The Miami Herald
November 13, 2001

Cuba still measuring the impact of Hurricane Michelle

 JAGUEY GRANDE, Cuba -- (AP) -- A truck rumbled over the potholed streets distributing much-needed milk for children and older people while water pump hummed nearby in this storm-ravaged community.

 "We are poor and the only thing we had is now gone,'' Ramon Guillen said Monday in this central Cuban city hard hit by Hurricane Michelle a week ago.

 "The water reached to a meter and a half (nearly five feet),'' he added, pointing to the place on the wall where the water rose inside his house, one of thousands seriously damaged by the heavy rains and winds of the storm that crisscrossed the island on Nov. 4.

 Residents in Jaguey Grande, some 100 miles southeast of Havana, are cleaning up homes, schools and businesses now that the water is receding.
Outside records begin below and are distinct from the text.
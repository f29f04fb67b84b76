// Copyright (C) 2024 Lattice Search, Inc.
//
// Lattice Search is offered under the AGPL v3.0 and as commercial software.
// For commercial licensing, contact us at hello@latticesearch.io.
//
// AGPL:
// This program is free software: you can redistribute it and/or modify
// it under the terms of the GNU Affero General Public License as
// published by the Free Software Foundation, either version 3 of the
// License, or (at your option) any later version.
//
// This program is distributed in the hope that it will be useful,
// but WITHOUT ANY WARRANTY; without even the implied warranty of
// MERCHANTABILITY or FITNESS FOR A PARTICULAR PURPOSE. See the
// GNU Affero General Public License for more details.
//
// You should have received a copy of the GNU Affero General Public License
// along with this program. If not, see <http://www.gnu.org/licenses/>.

//! The query execution core (§4–§8 of the design notes this crate
//! implements): a planned query becomes a compiled, per-shard segment scan
//! (compiler, join executor, collector, hydrator) served by a `Searcher`,
//! and a `Broker` fans a query out across shards and reduces the results
//! back into one page (dedup, merge, facet aggregation, reorder).

pub mod broker;
pub mod codec;
pub mod collector;
pub mod compiler;
pub mod config;
pub mod error;
pub mod hydrator;
pub mod join;
pub mod metrics;
pub mod searcher;
pub mod shard_selector;
pub mod transport;
pub mod wire;

pub use broker::{Broker, ShardingTable};
pub use config::{BrokerConfig, SearcherConfig};
pub use error::{Result, SearchError};
pub use searcher::{Searcher, SearcherContext, SearchService};
pub use transport::{InProcessTransport, ShardTransport};
pub use wire::{
    FacetBucket, FacetResult, GlobalDocId, Hit, LeafSearchRequest, LeafSearchResponse,
    RootSearchRequest, RootSearchResponse, RoutingHint, SortKeyValue,
};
 ``Now we are going to see what happened. I imagine all the citrus has been damaged,'' said Guillen, who like many in this region worked in orange and grapefruit orchards.
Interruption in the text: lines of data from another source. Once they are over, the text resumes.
// Copyright (C) 2024 Lattice Search, Inc.
//
// Lattice Search is offered under the AGPL v3.0 and as commercial software.
// For commercial licensing, contact us at hello@latticesearch.io.
//
// AGPL:
// This program is free software: you can redistribute it and/or modify
// it under the terms of the GNU Affero General Public License as
// published by the Free Software Foundation, either version 3 of the
// License, or (at your option) any later version.
//
// This program is distributed in the hope that it will be useful,
// but WITHOUT ANY WARRANTY; without even the implied warranty of
// MERCHANTABILITY or FITNESS FOR A PARTICULAR PURPOSE. See the
// GNU Affero General Public License for more details.
//
// You should have received a copy of the GNU Affero General Public License
// along with this program. If not, see <http://www.gnu.org/licenses/>.

use lattice_common::error::ErrorCategory;
use lattice_common::ServiceError;
use lattice_query::InvalidQuery;
use lattice_schema::ReaderError;
use thiserror::Error;

/// The error taxonomy for the search core (§7). Every leaf and broker
/// operation returns one of these; `ServiceError::category` is what the
/// wire codec and HTTP front door map to status codes.
#[derive(Debug, Error, Clone)]
pub enum SearchError {
    #[error("invalid query: {0}")]
    InvalidQuery(#[from] InvalidQuery),

    #[error("shard unavailable: {0}")]
    ShardUnavailable(String),

    #[error("request deadline exceeded")]
    DeadlineExceeded,

    #[error("request cancelled")]
    Cancelled,

    #[error("too many concurrent requests, try again later")]
    Overloaded,

    #[error("join produced more than the allowed number of inner results: {0}")]
    JoinTooLarge(u64),

    #[error("join depth {got} exceeds the configured maximum of {max}")]
    JoinTooDeep { got: u32, max: u32 },

    #[error("I/O failure reading segment: {0}")]
    IoFailure(String),

    #[error("internal error: {0}")]
    Internal(String),

    /// Some, but not all, shards failed or timed out; the response carries
    /// a partial result alongside the list of failed shard ids (§7, §4.8).
    #[error("partial failure across {failed_shards} of {total_shards} shards")]
    Partial {
        failed_shards: usize,
        total_shards: usize,
    },
}

impl From<ReaderError> for SearchError {
    fn from(err: ReaderError) -> Self {
        match err {
            ReaderError::SnapshotUnavailable(msg) => SearchError::ShardUnavailable(msg),
            other => SearchError::IoFailure(other.to_string()),
        }
    }
}

impl ServiceError for SearchError {
    fn category(&self) -> ErrorCategory {
        match self {
            SearchError::InvalidQuery(_) => ErrorCategory::BadRequest,
            SearchError::ShardUnavailable(_) => ErrorCategory::Unavailable,
            SearchError::DeadlineExceeded => ErrorCategory::DeadlineExceeded,
            SearchError::Cancelled => ErrorCategory::Cancelled,
            SearchError::Overloaded => ErrorCategory::RateLimited,
            SearchError::JoinTooLarge(_) => ErrorCategory::BadRequest,
            SearchError::JoinTooDeep { .. } => ErrorCategory::BadRequest,
            SearchError::IoFailure(_) => ErrorCategory::Internal,
            SearchError::Internal(_) => ErrorCategory::Internal,
            SearchError::Partial { .. } => ErrorCategory::Partial,
        }
    }
}

pub type Result<T> = std::result::Result<T, SearchError>;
 Michelle ravaged hundreds of thousands of acres of sugar cane, shook loss tons of ripening bananas and other fruit from trees, and seriously damaged the electrical
 systems of sugar mills here in the central province of Matanzas, a key agricultural region.

 Sugar and citrus are two important sources of export income for Cuba's centralized economy. Tourism, Cuba's No. 1 source of hard currency income bringing in about dlrs 2 billion annually, appears to have escaped the worst effects of the storm.

 But that is little consolation to the people in this region, who depend almost exclusively on agriculture.

 Sugar Ministry officials say they are still trying to determine the overall damage to the upcoming sugar harvest, while much of the storm damaged fruit has already been converted into juice or distributed among citizens before it goes bad.

 Guillen, 34, with two teen-age children, is staying with a sister-in-law, returning to his home every day to clean out the mud so the family can move back in.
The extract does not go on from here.